Inconstant Star
- Cover of first edition
- Author: Poul Anderson
- Cover artist: Larry Elmore
- Language: English
- Series: Man-Kzin Wars
- Genre: Science fiction
- Publisher: Baen Books
- Publication date: 1 January 1991 (1st edition)
- Publication place: United States
- Media type: Print (Paperback)
- Pages: 314 (paperback edition - 1st edition)
- ISBN: 0-671-72031-7 (paperback edition - 1st edition)
- OCLC: 22922760
- LC Class: CPB Box no. 2654 vol. 8

= Inconstant Star =

1991 novel by Poul Anderson

Inconstant Star is a science fiction fix-up novel by American writer Poul Anderson. It is formed by the novellas Iron and Inconstant Star, first published in The Man-Kzin Wars (1988) and Man-Kzin Wars III (1990), respectively. The title is from the tumbling alien artifact that sends out radiation. Due to the tumbling effect, the output can only be seen briefly from a given point in space, looking like a star, but then disappearing as the artifact moves.

The title also references another Niven story, "Inconstant Moon", which is not part of the Known Space series. The novel is the story of Robert Saxtorph and his ship Rover, hired for peaceful missions, but which run into Kzinti at every turn.

==Plot summary==
There are two parts to the novel, Iron, and Inconstant Star.

In “Iron”, Saxtorph and the Rover, hired by the wealthy Crashlander Laurinda Brozik, set out to explore a newly discovered red dwarf star. When they arrive, they are challenged by a Kzinti warship. Separating the crew onto the shuttles, the Rover is captured and landed on one of the moons. The first shuttle sets on Prima, the first planet, and is held fast by a planet-sized organism that begins dissolving the shuttle. They broadcast for rescue, and are refused help by the Kzin.
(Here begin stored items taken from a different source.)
//! Environment-driven runtime configuration.
//!
//! Mirrors the handful of knobs the rest of the runtime actually reads:
//! whether this deployment is production (gates auto-approval and similar
//! development-only fallbacks) and the per-run budget caps. There is no
//! global mutable instance — a caller builds one `RuntimeConfig` and
//! threads it through explicitly.

use std::env;

use crate::budget::{BudgetLimits, BudgetPolicy};

/// Whether this process is a production deployment. Gates fallbacks that
/// are only safe outside production, such as auto-approving `human` nodes.
#[derive(Debug, Clone, Copy, PartialEq, Eq, Default)]
pub enum RuntimeMode {
    Development,
    #[default]
    Production,
}

impl RuntimeMode {
    #[must_use]
    pub fn is_production(self) -> bool {
        matches!(self, Self::Production)
    }

    fn parse(value: &str) -> Self {
        match value.to_ascii_lowercase().as_str() {
            "production" | "prod" => Self::Production,
            _ => Self::Development,
        }
    }
}

/// Process-wide knobs read once at startup and passed explicitly into the
/// scheduler and executors that need them.
#[derive(Debug, Clone)]
pub struct RuntimeConfig {
    pub runtime_mode: RuntimeMode,
    /// Whether structured logs should be emitted as JSON lines rather than
    /// the default human-readable format. Consumed by
    /// `iceos_telemetry::init_tracing`.
    pub event_json_stdout: bool,
    pub budget_fail_open: bool,
    pub org_budget_usd: Option<f64>,
    pub max_llm_calls: Option<u32>,
    pub max_tool_executions: Option<u32>,
}

impl Default for RuntimeConfig {
    fn default() -> Self {
        Self {
            runtime_mode: RuntimeMode::Production,
            event_json_stdout: false,
            budget_fail_open: false,
            org_budget_usd: None,
            max_llm_calls: None,
            max_tool_executions: None,
        }
    }
}

impl RuntimeConfig {
    /// Reads every knob from the environment, falling back to
    /// [`RuntimeConfig::default`] for anything unset or unparseable.
    /// `ICE_RUNTIME_MODE`, `ICE_EVENT_JSON_STDOUT`, `BUDGET_FAIL_OPEN`,
    /// `ORG_BUDGET_USD`, `ICE_MAX_LLM_CALLS`, `ICE_MAX_TOOL_EXECUTIONS`.
    #[must_use]
    pub fn from_env() -> Self {
        let default = Self::default();
        Self {
            runtime_mode: env::var("ICE_RUNTIME_MODE").map(|v| RuntimeMode::parse(&v)).unwrap_or(default.runtime_mode),
            event_json_stdout: env::var("ICE_EVENT_JSON_STDOUT").ok().map(|v| parse_bool(&v)).unwrap_or(default.event_json_stdout),
            budget_fail_open: env::var("BUDGET_FAIL_OPEN").ok().map(|v| parse_bool(&v)).unwrap_or(default.budget_fail_open),
            org_budget_usd: env::var("ORG_BUDGET_USD").ok().and_then(|v| v.parse().ok()).or(default.org_budget_usd),
            max_llm_calls: env::var("ICE_MAX_LLM_CALLS").ok().and_then(|v| v.parse().ok()).or(default.max_llm_calls),
            max_tool_executions: env::var("ICE_MAX_TOOL_EXECUTIONS").ok().and_then(|v| v.parse().ok()).or(default.max_tool_executions),
        }
    }

    #[must_use]
    pub fn budget_policy(&self) -> BudgetPolicy {
        if self.budget_fail_open {
            BudgetPolicy::FailOpen
        } else {
            BudgetPolicy::FailClosed
        }
    }

    #[must_use]
    pub fn budget_limits(&self) -> BudgetLimits {
        BudgetLimits {
            max_llm_calls: self.max_llm_calls,
            max_tool_executions: self.max_tool_executions,
            org_budget_usd: self.org_budget_usd,
        }
    }
}

fn parse_bool(value: &str) -> bool {
    matches!(value.to_ascii_lowercase().as_str(), "true" | "1" | "yes")
}

#[cfg(test)]
mod tests {
    use super::*;

    #[test]
    fn default_is_production_fail_closed() {
        let cfg = RuntimeConfig::default();
        assert!(cfg.runtime_mode.is_production());
        assert_eq!(cfg.budget_policy(), BudgetPolicy::FailClosed);
    }

    #[test]
    fn unrecognized_mode_string_falls_back_to_development() {
        assert_eq!(RuntimeMode::parse("staging"), RuntimeMode::Development);
        assert_eq!(RuntimeMode::parse("Production"), RuntimeMode::Production);
    }

    #[test]
    fn parse_bool_accepts_common_truthy_spellings() {
        assert!(parse_bool("true"));
        assert!(parse_bool("1"));
        assert!(parse_bool("YES"));
        assert!(!parse_bool("false"));
        assert!(!parse_bool(""));
    }

    #[test]
    fn budget_limits_carries_every_cap_through() {
        let cfg = RuntimeConfig { org_budget_usd: Some(5.0), max_llm_calls: Some(3), max_tool_executions: Some(4), ..Default::default() };
        let limits = cfg.budget_limits();
        assert_eq!(limits.max_llm_calls, Some(3));
        assert_eq!(limits.max_tool_executions, Some(4));
        assert!((limits.org_budget_usd.unwrap() - 5.0).abs() < f64::EPSILON);
    }
}
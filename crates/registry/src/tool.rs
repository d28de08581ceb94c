use async_trait::async_trait;
use iceos_error::IceError;
use serde_json::Value;

/// A named, deterministic capability invoked by `tool` nodes and by the
/// `agent` executor's tool-calling loop.
#[async_trait]
pub trait Tool: Send + Sync {
    fn name(&self) -> &str;
    async fn call(&self, args: Value) -> Result<Value, IceError>;
}
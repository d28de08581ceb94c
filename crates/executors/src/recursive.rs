use std::time::Instant;

use async_trait::async_trait;
use iceos_error::IceError;
use iceos_execution::{EventKind, NodeExecutionResult, NodeOutputData, RunContext};
use iceos_expression::Expression;
use iceos_registry::{AgentStep, NodeExecutor, WorkflowRuntime};
use iceos_workflow::{NodeKind, NodeSpec};
use serde_json::Value;

use crate::support::metadata;

/// Alternates invocations of `agent_package`'s agent against the most
/// recent output recorded for `partner_node_id`, until `stop_predicate`
/// evaluates true against the accumulated state or `max_iterations` is
/// reached. Each round emits `RecursionRound`.
///
/// `partner_node_id` is read from the already-recorded outputs in `ctx`;
/// coordinating two recursive nodes that are siblings at the same DAG level
/// (neither has run yet when the other starts) needs scheduling support the
/// executor layer alone cannot provide, so the partner's message is `null`
/// until it has produced output.
pub struct RecursiveExecutor;

#[async_trait]
impl NodeExecutor for RecursiveExecutor {
    async fn exec(
        &self,
        runtime: &dyn WorkflowRuntime,
        node: &NodeSpec,
        ctx: &RunContext,
        _input: Value,
    ) -> Result<NodeExecutionResult, IceError> {
        let NodeKind::Recursive { agent_package, partner_node_id, convergence } = &node.kind else {
            return Err(IceError::internal("RecursiveExecutor invoked on a non-recursive node"));
        };
        let factory = runtime.registry().get_agent(agent_package).ok_or_else(|| IceError::registry(format!("no agent registered for '{agent_package}'")))?;
        let agent = factory.create(vec![]);
        let stop_predicate = Expression::parse(&convergence.stop_predicate).map_err(|err| IceError::validation(err.to_string()))?;

        let start = Instant::now();
        let mut rounds = Vec::new();

        for round in 0..convergence.max_iterations {
            let partner_message = ctx.output_of(partner_node_id).and_then(|output| output.as_inline().cloned()).unwrap_or(Value::Null);
            let transcript = serde_json::json!({"rounds": rounds, "partner": partner_message});

            let message = match agent.step(&transcript).await? {
                AgentStep::FinalAnswer(value) => value,
                AgentStep::ToolCall { .. } => {
                    return Ok(NodeExecutionResult::failure(
                        "recursive coordination agents may not call tools",
                        "validation_error",
                        metadata(1, start, false),
                    ));
                }
            };
            rounds.push(message.clone());

            runtime
                .emit(EventKind::RecursionRound { node_id: node.id.clone(), round }, Some(node.id.clone()), message.clone())
                .await;

            let state = serde_json::json!({"count": rounds.len(), "rounds": rounds});
            if stop_predicate.evaluate_bool(&state).map_err(|err| IceError::validation(err.to_string()))? {
                return Ok(NodeExecutionResult::success(
                    NodeOutputData::inline(serde_json::json!({"rounds": rounds, "converged": true})),
                    metadata(round + 1, start, false),
                ));
            }
        }

        Ok(NodeExecutionResult::failure(
            "recursive coordination exceeded max_iterations without converging",
            "resource_exceeded",
            metadata(convergence.max_iterations, start, false),
        ))
    }
}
Meanwhile, helpless to rescue their friends, Robert, Dorcas, and Laurinda make a plan to steal a tug and escape back to friendly space with the news of the Kzin base. Dorcas pilots the tug, and takes out the ship guarding the Rover. Robert and Laurinda land, fight off a Kzinti shuttle, and recover the Rover. They are able to rescue Juan and Carita, and destroy the base with a guided asteroid.

In “Inconstant Star”, Saxtorph and crew are hired by Tyra Nordbo to redeem her father's honor, as he was accused of collaboration with the Kzin during their occupation of Wunderland. To do so, they must use notes he had left behind and follow a ship that had left 30 years prior to investigate a concentration of gamma rays. They travel to the coordinates, and find a massive artifact made of an unknown metal. A hole in the spherical artifact is pouring out lethal radiation. As they study it, they learn it is a weapon of the Tnuctip. It is a shell around a “captured” black hole, one that had been holed by a meteorite and is thus releasing the Hawking radiation. They then deduce the route of the original Kzin ship, and head off to the Father Sun, the star of the Kzin homeworld. En route, they locate the Sherrek, where Tyra's father Peter had worked free of his Kzin captors. They rescue him and head back to the artifact. Another Kzin ship, Swordbeak, also finds the old ship. They, too, head to the artifact, and catch the Rover by surprise. Just when all looks lost, Robert and Dorcas conceive a plan to use the artifact's radiation against the Kzin warship. In a last act of defiance, a dying Weoch-Captain activates the artifact's hyperdrive and heads out into unknown space.

==Characters ==
- Robert Saxtorph – Terran. Captain of the Rover. Husband of Dorcas.
- Dorcas Saxtorph – Terran. First Mate of the Rover. Wife of Robert.
- Kamehameha Ryan – Terran (Hawaiian). Crewman on the Rover and longtime friend of the Saxtorphs’.
- Carita Fenger – Crewman on the Rover. Jinxian.
- Juan Yoshii – Crewman on the Rover and aspiring poet. Belter.
- Laurinda Broznik – Astronomer who discovered the star in "Iron". Crashlander.
- Arthur Treginnis – Scientist. Mountaineer of Crew descent (who was a Colonist sympathizer during the revolution).
- Ulf Markham – Commissioner of the Interworld Space Commission and spy for the Kzinti. Wunderlander.
- Tyra Nordbo – Hires the Rover in "Inconstant Star". Daughter of Peter Nordbo.
- Peter Nordbo – Former landholder on Wunderland, amateur astronomer, and slave of the Kzin.
- Weoch-Captain – Kzin captain of the Swordbeak.